### EXERCISE:
Give again, word for word, each line from the top of the listing through the line that holds "use crate::resolve::ParentBlobs;".

(EXERCISE DATA Opens)

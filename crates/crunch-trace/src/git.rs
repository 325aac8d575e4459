use std::path::{Path, PathBuf};

use crunch_core::{CrunchError, ErrorInfo};
use git2::{Commit, ErrorCode, ObjectType, Oid, Repository, Sort};
use log::debug;

use crate::resolve::ParentBlobs;
use crate::revision::Revision;

fn git_error(code: &str, err: git2::Error) -> CrunchError {
    CrunchError::Git(ErrorInfo::new(code, err.message().to_string()))
}

/// History of a single file inside a git repository.
pub struct GitHistory {
    repo: Repository,
    tracked: PathBuf,
}

impl std::fmt::Debug for GitHistory {
    fn fmt(&self, f: &mut std::fmt::Formatter<'_>) -> std::fmt::Result {
        f.debug_struct("GitHistory")
            .field("repo", &self.repo.path())
            .field("tracked", &self.tracked)
            .finish()
    }
}

impl GitHistory {
    /// Opens the repository at `repo_path` and tracks `tracked` (relative to the repository root).
    pub fn open(repo_path: &Path, tracked: impl Into<PathBuf>) -> Result<Self, CrunchError> {
        let repo = Repository::open(repo_path).map_err(|err| {
            CrunchError::Git(
                ErrorInfo::new("repo-open", err.message().to_string())
                    .with_context("path", repo_path.display().to_string()),
            )
        })?;
        Ok(Self::from_repository(repo, tracked))
    }

    /// Wraps an already opened repository.
    pub fn from_repository(repo: Repository, tracked: impl Into<PathBuf>) -> Self {
        Self {
            repo,
            tracked: tracked.into(),
        }
    }

    /// Path of the tracked file within the repository.
    pub fn tracked(&self) -> &Path {
        &self.tracked
    }

    /// Lists every commit reachable from HEAD that changed the tracked file,
    /// parents before children.
    ///
    /// A commit is kept when the file exists in its tree and it is a root
    /// commit or its blob differs from the file in every parent.
    pub fn revisions(&self) -> Result<Vec<Revision>, CrunchError> {
        let mut walk = self.repo.revwalk().map_err(|err| git_error("revwalk", err))?;
        walk.set_sorting(Sort::TOPOLOGICAL | Sort::REVERSE)
            .map_err(|err| git_error("revwalk", err))?;
        walk.push_head().map_err(|err| git_error("revwalk-head", err))?;

        let mut revisions = Vec::new();
        for oid in walk {
            let oid = oid.map_err(|err| git_error("revwalk", err))?;
            let commit = self
                .repo
                .find_commit(oid)
                .map_err(|err| git_error("commit-lookup", err))?;
            let Some(blob) = self.blob_at(&commit)? else {
                continue;
            };
            let mut same_as_parent = false;
            for parent in commit.parents() {
                if self.blob_at(&parent)? == Some(blob) {
                    same_as_parent = true;
                    break;
                }
            }
            if same_as_parent {
                continue;
            }
            let author = commit.author().email().unwrap_or_default().to_string();
            debug!("{} touches {}", oid, self.tracked.display());
            revisions.push(Revision::new(author, oid.to_string(), blob.to_string()));
        }
        Ok(revisions)
    }

    /// Raw content of a blob.
    pub fn blob_content(&self, blob: &str) -> Result<Vec<u8>, CrunchError> {
        let oid = Oid::from_str(blob).map_err(|err| git_error("blob-id", err))?;
        let blob = self
            .repo
            .find_blob(oid)
            .map_err(|err| git_error("blob-lookup", err))?;
        Ok(blob.content().to_vec())
    }

    fn blob_at(&self, commit: &Commit<'_>) -> Result<Option<Oid>, CrunchError> {
        let tree = commit.tree().map_err(|err| git_error("tree-lookup", err))?;
        match tree.get_path(&self.tracked) {
            Ok(entry) if entry.kind() == Some(ObjectType::Blob) => Ok(Some(entry.id())),
            Ok(_) => Ok(None),
            Err(err) if err.code() == ErrorCode::NotFound => Ok(None),
            Err(err) => Err(git_error("tree-lookup", err)),
        }
    }
}

impl ParentBlobs for GitHistory {
    fn parent_blobs(&self, commit: &str) -> Result<Vec<String>, CrunchError> {
        let oid = Oid::from_str(commit).map_err(|err| git_error("commit-id", err))?;
        let commit = self
            .repo
            .find_commit(oid)
            .map_err(|err| git_error("commit-lookup", err))?;
        let mut blobs = Vec::with_capacity(commit.parent_count());
        for parent in commit.parents() {
            match self.blob_at(&parent)? {
                Some(blob) => blobs.push(blob.to_string()),
                None => {
                    return Err(CrunchError::Git(
                        ErrorInfo::new("unresolved-dependency", "parent does not contain the file")
                            .with_context("commit", oid.to_string())
                            .with_context("parent", parent.id().to_string())
                            .with_context("path", self.tracked.display().to_string()),
                    ))
                }
            }
        }
        Ok(blobs)
    }
}
use std::collections::HashMap;

use crunch_core::{CrunchError, ErrorInfo};
use log::debug;

use crate::prompt::Chooser;
use crate::revision::Revision;

/// Access to the tracked file's content hash in each parent of a commit.
pub trait ParentBlobs {
    /// Blob ids of the tracked file in every parent of `commit`, in parent order.
    fn parent_blobs(&self, commit: &str) -> Result<Vec<String>, CrunchError>;
}

/// Abbreviated commit id used in prompts.
pub fn short_id(commit: &str) -> &str {
    commit.get(..10).unwrap_or(commit)
}

/// Fills `deps` for every revision by matching each parent's blob against the
/// revisions seen so far.
///
/// Content can recur (reverts, re-applied patches), so each hash maps to every
/// commit that produced it. A revision is registered under its own hash before
/// its parents are looked up. When a hash maps to several commits the
/// `chooser` decides; a single match is taken as is.
pub fn resolve_dependencies<P, C>(
    order: &mut [Revision],
    parents: &P,
    chooser: &mut C,
) -> Result<(), CrunchError>
where
    P: ParentBlobs + ?Sized,
    C: Chooser + ?Sized,
{
    let mut tips: HashMap<String, Vec<String>> = HashMap::new();
    for (idx, revision) in order.iter_mut().enumerate() {
        tips.entry(revision.blob.clone())
            .or_default()
            .push(revision.commit.clone());
        revision.deps.clear();
        if idx == 0 {
            continue;
        }
        let prompt = format!("{} depends on?", short_id(&revision.commit));
        for blob in parents.parent_blobs(&revision.commit)? {
            let candidates = tips.get(&blob).map(Vec::as_slice).unwrap_or_default();
            let dep = match candidates {
                [] => {
                    return Err(CrunchError::Git(
                        ErrorInfo::new(
                            "unresolved-dependency",
                            "parent content does not match any earlier revision",
                        )
                        .with_context("commit", revision.commit.clone())
                        .with_context("parent_blob", blob),
                    ))
                }
                [only] => only.clone(),
                many => chooser.choose(&prompt, many)?,
            };
            debug!("{} <- {}", short_id(&revision.commit), short_id(&dep));
            revision.deps.push(dep);
        }
    }
    Ok(())
}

(EXERCISE DATA Closes)

### RESPONSE BELOW:
filename crates/crunch-trace/src/git.rs
repository 325aac8d575e4459
use std::path::{Path, PathBuf};

use crunch_core::{CrunchError, ErrorInfo};
use git2::{Commit, ErrorCode, ObjectType, Oid, Repository, Sort};
use log::debug;

use crate::resolve::ParentBlobs;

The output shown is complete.